EXERCISE: Among the lines below, keep only those from the one containing "Some(label) => Goal::from_str(label)" through the one containing "pub struct GoalTargetsResponse", and reproduce them exactly.

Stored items
═══

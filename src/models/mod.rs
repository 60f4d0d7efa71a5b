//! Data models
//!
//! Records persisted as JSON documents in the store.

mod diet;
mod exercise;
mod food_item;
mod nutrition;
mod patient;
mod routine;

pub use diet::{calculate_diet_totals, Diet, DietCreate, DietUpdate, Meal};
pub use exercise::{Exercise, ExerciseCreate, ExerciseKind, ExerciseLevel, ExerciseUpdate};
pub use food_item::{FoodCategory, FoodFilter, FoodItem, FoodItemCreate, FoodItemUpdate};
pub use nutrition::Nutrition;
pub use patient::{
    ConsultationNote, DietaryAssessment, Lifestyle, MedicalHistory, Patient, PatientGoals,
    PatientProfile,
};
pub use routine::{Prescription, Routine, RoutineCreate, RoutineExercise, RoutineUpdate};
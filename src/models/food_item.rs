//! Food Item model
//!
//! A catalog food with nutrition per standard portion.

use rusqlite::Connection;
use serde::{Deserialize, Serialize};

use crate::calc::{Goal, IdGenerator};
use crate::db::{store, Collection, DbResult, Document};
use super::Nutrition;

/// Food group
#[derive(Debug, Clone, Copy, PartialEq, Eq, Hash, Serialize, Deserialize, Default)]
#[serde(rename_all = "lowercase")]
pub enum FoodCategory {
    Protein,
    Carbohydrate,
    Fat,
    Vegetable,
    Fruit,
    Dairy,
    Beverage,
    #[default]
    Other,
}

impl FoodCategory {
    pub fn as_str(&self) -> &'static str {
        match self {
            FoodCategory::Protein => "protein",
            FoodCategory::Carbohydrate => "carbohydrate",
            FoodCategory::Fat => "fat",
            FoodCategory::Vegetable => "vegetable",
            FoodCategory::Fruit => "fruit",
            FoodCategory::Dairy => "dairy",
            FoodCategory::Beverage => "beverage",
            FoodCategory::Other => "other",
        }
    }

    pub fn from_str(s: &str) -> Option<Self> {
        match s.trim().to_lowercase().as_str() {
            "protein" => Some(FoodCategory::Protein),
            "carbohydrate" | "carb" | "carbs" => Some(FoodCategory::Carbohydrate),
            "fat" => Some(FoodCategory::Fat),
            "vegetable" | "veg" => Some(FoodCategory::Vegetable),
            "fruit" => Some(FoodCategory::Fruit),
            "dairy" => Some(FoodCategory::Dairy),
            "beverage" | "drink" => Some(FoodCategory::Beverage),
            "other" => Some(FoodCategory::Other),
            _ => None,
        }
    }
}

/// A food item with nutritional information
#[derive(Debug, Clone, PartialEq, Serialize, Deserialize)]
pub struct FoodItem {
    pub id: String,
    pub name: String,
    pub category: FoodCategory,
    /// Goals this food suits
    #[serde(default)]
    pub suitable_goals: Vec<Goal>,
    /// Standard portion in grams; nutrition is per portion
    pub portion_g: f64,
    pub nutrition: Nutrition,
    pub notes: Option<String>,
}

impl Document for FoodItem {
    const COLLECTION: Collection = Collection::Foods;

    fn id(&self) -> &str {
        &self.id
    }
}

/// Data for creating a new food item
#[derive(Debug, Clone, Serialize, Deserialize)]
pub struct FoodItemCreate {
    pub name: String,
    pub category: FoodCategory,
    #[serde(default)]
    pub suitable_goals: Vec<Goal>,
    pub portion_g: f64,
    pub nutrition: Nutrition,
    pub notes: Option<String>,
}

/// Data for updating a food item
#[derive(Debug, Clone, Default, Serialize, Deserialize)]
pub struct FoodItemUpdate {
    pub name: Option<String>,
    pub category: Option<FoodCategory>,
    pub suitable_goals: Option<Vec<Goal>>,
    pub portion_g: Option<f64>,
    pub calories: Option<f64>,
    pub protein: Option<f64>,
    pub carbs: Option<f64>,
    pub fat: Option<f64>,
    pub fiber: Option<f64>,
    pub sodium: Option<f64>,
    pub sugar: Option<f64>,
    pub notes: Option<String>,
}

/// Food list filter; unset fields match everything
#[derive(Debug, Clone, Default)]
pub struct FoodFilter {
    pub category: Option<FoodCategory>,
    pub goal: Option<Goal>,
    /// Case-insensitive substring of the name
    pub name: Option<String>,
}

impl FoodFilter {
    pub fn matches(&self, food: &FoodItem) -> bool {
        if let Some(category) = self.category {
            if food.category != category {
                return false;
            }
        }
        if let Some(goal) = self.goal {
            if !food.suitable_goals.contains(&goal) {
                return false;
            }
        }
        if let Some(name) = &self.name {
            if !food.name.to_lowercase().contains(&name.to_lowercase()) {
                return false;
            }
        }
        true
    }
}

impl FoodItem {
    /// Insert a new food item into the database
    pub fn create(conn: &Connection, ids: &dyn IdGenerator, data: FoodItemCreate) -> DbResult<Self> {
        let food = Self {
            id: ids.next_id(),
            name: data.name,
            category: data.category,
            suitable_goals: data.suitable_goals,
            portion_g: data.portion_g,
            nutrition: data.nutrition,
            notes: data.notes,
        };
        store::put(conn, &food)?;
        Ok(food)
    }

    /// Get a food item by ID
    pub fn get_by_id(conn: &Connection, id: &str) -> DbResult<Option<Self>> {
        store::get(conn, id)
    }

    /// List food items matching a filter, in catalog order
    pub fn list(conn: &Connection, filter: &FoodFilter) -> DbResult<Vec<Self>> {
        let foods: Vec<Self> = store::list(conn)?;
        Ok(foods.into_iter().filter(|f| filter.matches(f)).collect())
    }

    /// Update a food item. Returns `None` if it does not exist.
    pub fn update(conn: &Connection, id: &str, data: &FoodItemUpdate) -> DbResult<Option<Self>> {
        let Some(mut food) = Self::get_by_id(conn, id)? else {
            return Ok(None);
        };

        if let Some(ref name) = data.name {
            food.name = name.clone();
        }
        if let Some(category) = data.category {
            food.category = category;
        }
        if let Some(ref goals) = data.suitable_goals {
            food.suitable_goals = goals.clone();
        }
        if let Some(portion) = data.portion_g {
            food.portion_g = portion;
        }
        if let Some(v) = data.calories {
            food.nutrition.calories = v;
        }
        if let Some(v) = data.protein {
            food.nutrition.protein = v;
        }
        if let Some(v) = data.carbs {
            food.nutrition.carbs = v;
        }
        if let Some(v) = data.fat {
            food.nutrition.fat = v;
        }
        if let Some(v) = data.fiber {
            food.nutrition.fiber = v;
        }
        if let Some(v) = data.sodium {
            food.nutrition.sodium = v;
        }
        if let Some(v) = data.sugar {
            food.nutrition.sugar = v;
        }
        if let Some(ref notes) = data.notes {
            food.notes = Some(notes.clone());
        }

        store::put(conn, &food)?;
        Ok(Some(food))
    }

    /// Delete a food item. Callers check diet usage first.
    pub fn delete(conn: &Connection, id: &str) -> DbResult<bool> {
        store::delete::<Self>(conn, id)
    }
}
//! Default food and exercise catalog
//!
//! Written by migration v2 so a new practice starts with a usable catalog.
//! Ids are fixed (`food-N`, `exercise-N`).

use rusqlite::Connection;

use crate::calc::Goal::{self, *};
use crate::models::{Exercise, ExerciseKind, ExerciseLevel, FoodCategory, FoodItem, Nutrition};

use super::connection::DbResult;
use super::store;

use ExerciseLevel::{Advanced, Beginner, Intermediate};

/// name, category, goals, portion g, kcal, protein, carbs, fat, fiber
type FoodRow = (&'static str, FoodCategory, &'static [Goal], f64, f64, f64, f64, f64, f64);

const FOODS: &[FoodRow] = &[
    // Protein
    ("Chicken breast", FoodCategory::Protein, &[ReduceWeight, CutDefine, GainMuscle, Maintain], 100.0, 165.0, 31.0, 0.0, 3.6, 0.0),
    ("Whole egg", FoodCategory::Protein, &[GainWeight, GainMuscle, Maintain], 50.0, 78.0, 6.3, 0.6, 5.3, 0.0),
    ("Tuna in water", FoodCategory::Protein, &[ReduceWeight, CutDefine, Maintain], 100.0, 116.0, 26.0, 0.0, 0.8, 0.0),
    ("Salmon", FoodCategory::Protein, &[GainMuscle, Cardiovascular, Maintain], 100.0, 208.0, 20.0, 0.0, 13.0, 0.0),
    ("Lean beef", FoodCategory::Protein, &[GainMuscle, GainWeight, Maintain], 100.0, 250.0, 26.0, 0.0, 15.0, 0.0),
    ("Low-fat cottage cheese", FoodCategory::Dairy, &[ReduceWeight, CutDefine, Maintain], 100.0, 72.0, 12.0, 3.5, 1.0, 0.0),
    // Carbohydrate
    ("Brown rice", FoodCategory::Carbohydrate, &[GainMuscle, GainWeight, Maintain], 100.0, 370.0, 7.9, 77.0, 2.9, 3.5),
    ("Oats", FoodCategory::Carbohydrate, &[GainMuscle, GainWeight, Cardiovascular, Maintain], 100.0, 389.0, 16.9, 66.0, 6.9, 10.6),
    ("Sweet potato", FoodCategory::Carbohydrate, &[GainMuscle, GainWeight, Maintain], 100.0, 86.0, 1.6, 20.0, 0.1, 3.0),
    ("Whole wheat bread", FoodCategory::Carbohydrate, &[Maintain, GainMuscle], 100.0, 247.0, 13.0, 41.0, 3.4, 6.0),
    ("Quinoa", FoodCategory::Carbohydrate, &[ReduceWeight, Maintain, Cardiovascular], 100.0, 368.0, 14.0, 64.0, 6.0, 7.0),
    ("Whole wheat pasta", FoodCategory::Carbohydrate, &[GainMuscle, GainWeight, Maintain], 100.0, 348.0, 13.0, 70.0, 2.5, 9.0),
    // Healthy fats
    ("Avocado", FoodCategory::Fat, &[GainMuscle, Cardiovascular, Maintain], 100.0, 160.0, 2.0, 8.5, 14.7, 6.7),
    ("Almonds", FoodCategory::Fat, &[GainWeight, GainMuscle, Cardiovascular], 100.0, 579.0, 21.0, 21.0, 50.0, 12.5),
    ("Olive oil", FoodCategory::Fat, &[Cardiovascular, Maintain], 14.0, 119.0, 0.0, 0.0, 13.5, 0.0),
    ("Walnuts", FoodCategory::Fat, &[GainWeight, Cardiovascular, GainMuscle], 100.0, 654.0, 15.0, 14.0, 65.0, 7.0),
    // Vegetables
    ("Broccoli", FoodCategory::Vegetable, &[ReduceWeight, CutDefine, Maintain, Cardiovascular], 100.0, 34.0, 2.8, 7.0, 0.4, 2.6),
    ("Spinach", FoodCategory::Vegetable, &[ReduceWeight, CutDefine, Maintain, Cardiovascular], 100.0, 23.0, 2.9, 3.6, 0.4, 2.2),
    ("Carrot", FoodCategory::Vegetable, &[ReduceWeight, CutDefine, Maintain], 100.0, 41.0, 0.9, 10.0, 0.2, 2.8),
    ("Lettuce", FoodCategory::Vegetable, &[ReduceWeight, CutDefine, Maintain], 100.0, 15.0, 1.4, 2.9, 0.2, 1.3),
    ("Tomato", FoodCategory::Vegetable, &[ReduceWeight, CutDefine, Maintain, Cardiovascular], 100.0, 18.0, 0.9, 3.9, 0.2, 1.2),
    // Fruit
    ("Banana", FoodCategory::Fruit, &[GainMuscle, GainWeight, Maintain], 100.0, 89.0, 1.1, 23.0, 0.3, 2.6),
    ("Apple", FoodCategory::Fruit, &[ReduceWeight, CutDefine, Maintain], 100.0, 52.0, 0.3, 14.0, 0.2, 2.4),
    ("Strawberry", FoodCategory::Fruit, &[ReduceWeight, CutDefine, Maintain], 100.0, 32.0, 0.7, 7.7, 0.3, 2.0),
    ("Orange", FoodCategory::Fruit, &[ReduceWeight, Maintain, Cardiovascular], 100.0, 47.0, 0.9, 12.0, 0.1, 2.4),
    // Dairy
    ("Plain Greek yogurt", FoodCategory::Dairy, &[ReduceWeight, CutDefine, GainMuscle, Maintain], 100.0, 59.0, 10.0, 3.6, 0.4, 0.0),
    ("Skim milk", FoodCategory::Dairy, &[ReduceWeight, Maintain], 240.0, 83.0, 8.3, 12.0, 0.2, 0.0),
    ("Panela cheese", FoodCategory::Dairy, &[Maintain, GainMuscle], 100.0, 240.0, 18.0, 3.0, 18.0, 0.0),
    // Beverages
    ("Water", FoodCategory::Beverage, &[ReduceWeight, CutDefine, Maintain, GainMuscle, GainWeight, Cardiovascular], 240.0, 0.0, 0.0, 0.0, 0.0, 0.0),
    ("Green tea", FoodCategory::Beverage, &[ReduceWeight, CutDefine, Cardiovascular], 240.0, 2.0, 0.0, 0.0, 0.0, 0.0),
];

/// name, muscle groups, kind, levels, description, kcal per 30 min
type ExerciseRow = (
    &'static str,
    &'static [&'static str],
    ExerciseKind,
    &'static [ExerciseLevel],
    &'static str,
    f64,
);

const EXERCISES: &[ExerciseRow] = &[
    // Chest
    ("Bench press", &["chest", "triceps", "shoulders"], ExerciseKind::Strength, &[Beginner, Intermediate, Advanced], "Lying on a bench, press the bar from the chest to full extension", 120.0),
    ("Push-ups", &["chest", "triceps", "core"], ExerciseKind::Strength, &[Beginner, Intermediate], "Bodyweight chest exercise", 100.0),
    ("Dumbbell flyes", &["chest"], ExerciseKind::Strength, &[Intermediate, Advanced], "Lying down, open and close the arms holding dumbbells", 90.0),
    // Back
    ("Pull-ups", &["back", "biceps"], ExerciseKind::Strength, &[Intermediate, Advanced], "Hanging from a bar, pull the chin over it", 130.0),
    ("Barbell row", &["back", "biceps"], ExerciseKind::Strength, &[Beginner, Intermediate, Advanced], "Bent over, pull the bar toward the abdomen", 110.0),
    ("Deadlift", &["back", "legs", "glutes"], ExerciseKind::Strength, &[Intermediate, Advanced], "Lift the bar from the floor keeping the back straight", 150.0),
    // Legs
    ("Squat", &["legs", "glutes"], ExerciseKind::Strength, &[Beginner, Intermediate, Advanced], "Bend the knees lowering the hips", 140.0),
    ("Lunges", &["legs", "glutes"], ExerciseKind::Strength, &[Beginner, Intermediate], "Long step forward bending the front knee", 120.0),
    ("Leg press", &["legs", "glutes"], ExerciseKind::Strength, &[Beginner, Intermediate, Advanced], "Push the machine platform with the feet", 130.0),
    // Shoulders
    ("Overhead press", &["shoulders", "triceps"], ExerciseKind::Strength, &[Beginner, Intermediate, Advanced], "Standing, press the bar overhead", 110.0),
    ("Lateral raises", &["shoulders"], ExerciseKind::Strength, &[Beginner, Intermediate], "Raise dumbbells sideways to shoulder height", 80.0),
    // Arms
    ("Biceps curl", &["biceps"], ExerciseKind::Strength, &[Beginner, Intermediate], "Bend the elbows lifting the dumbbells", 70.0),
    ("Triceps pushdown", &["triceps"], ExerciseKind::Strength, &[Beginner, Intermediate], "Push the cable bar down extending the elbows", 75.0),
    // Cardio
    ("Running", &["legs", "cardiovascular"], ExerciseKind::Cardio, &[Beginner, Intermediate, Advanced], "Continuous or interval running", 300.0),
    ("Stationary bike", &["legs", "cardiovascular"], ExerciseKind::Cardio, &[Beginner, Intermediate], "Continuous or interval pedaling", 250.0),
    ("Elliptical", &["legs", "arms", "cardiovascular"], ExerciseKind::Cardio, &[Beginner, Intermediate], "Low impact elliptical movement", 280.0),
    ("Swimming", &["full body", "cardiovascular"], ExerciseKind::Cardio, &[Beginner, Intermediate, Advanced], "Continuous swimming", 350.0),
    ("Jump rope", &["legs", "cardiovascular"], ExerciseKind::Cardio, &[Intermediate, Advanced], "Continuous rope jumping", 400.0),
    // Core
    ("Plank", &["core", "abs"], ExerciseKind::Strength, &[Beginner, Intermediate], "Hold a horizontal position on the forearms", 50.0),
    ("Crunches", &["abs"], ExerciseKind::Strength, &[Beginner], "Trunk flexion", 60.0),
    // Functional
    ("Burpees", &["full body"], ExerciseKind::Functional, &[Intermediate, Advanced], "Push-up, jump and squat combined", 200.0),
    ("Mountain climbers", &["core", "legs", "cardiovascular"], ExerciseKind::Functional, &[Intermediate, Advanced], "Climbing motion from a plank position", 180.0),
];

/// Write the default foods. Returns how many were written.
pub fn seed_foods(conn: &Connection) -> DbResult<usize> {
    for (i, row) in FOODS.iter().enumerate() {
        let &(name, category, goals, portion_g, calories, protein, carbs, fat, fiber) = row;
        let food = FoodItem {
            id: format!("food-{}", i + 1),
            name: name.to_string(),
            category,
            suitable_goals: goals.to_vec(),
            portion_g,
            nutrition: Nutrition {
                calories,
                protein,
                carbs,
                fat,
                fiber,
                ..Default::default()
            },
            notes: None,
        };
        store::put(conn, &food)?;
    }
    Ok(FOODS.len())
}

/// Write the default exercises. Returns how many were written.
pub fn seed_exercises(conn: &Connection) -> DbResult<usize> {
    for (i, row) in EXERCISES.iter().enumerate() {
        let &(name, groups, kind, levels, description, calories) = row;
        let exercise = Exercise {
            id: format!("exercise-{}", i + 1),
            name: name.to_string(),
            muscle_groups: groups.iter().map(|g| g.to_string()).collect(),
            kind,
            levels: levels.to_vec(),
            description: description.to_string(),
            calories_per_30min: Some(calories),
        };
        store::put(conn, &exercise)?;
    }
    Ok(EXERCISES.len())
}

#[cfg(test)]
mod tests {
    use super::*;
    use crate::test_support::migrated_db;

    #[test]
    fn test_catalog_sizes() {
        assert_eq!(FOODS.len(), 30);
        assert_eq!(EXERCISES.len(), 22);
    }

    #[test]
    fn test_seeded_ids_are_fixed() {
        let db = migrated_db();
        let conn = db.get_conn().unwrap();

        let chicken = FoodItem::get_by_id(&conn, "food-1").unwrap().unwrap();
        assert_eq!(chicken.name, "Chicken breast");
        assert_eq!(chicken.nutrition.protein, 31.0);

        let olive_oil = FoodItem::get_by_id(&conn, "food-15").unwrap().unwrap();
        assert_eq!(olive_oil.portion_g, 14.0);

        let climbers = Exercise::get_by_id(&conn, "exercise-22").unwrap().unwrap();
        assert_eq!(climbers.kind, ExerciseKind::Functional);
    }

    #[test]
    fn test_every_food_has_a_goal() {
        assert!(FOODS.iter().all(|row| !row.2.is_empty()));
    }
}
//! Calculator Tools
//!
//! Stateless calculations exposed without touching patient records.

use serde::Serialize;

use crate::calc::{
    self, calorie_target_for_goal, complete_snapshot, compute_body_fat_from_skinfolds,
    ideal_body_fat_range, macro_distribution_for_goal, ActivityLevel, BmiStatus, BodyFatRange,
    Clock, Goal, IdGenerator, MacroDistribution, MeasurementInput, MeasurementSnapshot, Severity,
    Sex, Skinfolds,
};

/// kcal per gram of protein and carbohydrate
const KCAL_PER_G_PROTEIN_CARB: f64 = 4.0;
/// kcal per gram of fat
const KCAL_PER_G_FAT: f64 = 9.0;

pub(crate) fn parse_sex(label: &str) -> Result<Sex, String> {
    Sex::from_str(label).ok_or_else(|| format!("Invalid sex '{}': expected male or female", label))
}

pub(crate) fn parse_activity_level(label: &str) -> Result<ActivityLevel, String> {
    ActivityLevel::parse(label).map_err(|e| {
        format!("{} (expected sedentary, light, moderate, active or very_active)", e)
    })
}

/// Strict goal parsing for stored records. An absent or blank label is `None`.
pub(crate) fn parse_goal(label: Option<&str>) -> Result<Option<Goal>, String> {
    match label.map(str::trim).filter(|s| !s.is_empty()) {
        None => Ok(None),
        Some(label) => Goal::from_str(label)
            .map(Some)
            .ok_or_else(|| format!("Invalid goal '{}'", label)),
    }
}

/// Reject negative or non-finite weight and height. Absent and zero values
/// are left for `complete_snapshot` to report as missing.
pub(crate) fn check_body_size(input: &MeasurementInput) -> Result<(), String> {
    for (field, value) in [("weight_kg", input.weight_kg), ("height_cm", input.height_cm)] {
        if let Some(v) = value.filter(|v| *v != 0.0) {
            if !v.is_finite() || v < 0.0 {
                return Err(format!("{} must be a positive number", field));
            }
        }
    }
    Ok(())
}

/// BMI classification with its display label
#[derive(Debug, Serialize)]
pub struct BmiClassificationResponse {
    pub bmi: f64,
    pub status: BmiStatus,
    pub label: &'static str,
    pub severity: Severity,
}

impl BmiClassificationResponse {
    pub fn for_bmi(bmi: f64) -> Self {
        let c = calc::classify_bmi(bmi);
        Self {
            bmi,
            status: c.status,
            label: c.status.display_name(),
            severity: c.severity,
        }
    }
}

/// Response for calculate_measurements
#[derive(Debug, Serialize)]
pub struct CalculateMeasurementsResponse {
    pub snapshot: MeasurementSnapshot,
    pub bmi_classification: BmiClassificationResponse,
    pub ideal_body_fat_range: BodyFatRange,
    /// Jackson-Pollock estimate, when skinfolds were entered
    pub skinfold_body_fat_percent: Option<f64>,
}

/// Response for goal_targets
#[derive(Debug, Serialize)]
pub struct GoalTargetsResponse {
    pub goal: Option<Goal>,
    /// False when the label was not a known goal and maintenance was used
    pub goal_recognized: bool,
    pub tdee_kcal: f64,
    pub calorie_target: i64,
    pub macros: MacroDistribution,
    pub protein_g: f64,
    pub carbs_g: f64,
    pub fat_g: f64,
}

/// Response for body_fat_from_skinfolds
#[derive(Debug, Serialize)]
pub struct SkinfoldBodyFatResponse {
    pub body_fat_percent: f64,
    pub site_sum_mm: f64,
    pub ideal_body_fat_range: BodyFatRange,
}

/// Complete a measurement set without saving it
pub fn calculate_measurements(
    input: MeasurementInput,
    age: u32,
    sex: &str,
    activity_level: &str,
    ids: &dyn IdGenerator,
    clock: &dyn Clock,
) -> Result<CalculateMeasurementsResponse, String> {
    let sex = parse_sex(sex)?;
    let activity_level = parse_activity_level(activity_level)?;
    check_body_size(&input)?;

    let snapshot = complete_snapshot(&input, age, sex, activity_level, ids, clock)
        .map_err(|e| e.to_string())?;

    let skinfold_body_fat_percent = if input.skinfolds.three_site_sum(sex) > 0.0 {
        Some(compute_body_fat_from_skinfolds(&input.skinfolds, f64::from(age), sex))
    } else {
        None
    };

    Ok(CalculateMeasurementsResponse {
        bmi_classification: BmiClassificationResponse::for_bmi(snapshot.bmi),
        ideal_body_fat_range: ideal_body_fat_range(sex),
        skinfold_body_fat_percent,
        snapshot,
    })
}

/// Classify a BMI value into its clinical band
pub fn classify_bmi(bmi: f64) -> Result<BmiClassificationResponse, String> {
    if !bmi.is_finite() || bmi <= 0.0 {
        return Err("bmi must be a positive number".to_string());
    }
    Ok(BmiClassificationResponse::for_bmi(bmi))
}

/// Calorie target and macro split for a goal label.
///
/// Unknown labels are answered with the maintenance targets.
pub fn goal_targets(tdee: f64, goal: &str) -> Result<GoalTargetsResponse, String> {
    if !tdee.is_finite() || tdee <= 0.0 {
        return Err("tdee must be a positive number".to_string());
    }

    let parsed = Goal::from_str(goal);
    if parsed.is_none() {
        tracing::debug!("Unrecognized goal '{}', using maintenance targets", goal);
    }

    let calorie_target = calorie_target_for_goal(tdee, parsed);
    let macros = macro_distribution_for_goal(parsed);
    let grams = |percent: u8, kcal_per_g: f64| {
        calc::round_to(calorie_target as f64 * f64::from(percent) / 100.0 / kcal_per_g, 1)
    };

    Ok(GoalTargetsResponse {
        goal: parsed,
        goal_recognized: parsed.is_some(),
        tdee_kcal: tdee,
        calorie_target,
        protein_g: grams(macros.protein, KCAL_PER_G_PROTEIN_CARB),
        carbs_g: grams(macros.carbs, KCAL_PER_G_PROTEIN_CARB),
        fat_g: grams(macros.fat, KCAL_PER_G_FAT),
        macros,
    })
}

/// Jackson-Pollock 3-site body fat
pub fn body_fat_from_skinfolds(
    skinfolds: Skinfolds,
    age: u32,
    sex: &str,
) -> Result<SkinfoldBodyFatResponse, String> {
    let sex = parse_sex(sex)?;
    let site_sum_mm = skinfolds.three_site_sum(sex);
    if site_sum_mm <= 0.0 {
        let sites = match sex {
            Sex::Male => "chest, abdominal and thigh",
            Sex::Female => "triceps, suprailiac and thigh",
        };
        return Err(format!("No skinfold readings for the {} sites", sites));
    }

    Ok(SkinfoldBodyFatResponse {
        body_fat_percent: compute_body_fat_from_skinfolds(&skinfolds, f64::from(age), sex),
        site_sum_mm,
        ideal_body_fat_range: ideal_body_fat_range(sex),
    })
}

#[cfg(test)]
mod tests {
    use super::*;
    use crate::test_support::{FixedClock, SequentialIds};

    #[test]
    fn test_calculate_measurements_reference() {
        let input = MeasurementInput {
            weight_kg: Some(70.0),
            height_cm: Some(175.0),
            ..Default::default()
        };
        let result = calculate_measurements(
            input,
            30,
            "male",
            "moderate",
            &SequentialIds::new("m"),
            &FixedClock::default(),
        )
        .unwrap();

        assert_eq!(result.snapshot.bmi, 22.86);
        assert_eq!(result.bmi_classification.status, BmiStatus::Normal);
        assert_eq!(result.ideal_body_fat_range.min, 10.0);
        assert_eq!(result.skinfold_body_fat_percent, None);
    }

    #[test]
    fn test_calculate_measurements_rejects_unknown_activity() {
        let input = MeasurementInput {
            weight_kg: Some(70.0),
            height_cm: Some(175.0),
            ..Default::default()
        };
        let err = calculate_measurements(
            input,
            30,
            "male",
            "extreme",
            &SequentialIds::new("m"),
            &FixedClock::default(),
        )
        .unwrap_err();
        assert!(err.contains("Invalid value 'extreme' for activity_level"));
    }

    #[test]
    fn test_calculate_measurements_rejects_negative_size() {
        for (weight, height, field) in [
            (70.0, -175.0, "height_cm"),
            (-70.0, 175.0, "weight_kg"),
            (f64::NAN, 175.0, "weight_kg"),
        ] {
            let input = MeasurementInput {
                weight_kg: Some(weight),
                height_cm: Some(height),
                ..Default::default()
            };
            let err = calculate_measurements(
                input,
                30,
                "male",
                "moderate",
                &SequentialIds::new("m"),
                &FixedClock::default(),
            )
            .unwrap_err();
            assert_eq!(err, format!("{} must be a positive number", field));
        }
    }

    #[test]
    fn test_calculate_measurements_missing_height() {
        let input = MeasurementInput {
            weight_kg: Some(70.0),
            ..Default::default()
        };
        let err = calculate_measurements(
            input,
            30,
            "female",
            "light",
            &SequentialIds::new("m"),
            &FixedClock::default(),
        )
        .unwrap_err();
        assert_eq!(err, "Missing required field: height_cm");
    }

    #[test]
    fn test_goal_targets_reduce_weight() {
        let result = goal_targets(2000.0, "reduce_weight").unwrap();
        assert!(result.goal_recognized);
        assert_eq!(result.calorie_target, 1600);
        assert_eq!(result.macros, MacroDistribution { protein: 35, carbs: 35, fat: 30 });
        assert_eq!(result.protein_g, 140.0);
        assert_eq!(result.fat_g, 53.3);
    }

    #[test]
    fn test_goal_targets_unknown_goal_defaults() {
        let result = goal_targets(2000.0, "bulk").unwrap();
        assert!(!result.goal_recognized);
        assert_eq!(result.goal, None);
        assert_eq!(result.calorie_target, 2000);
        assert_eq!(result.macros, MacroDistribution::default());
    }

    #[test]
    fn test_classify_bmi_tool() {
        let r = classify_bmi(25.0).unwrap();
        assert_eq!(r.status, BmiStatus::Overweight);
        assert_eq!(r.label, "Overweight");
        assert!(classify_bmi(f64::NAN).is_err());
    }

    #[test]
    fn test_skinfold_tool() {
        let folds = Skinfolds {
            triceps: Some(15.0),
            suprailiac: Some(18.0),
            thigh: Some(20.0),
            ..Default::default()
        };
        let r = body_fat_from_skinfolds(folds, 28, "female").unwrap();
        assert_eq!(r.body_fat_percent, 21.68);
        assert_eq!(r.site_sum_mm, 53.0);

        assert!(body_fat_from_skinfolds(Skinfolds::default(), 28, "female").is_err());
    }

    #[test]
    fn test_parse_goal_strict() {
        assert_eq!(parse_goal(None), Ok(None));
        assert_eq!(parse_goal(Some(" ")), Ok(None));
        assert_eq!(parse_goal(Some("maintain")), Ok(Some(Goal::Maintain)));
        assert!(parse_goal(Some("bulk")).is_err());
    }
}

═══

YOUR RESPONSE:
        Some(label) => Goal::from_str(label)
            .map(Some)
            .ok_or_else(|| format!("Invalid goal '{}'", label)),
    }
}

/// Reject negative or non-finite weight and height. Absent and zero values
/// are left for `complete_snapshot` to report as missing.
pub(crate) fn check_body_size(input: &MeasurementInput) -> Result<(), String> {
    for (field, value) in [("weight_kg", input.weight_kg), ("height_cm", input.height_cm)] {
        if let Some(v) = value.filter(|v| *v != 0.0) {
            if !v.is_finite() || v < 0.0 {
                return Err(format!("{} must be a positive number", field));
            }
        }
    }
    Ok(())
}

/// BMI classification with its display label
#[derive(Debug, Serialize)]
pub struct BmiClassificationResponse {
    pub bmi: f64,
    pub status: BmiStatus,
    pub label: &'static str,
    pub severity: Severity,
}

impl BmiClassificationResponse {
    pub fn for_bmi(bmi: f64) -> Self {
        let c = calc::classify_bmi(bmi);
        Self {
            bmi,
            status: c.status,
            label: c.status.display_name(),
            severity: c.severity,
        }
    }
}

/// Response for calculate_measurements
#[derive(Debug, Serialize)]
pub struct CalculateMeasurementsResponse {
    pub snapshot: MeasurementSnapshot,
    pub bmi_classification: BmiClassificationResponse,
    pub ideal_body_fat_range: BodyFatRange,
    /// Jackson-Pollock estimate, when skinfolds were entered
    pub skinfold_body_fat_percent: Option<f64>,
}

/// Response for goal_targets
#[derive(Debug, Serialize)]
pub struct GoalTargetsResponse {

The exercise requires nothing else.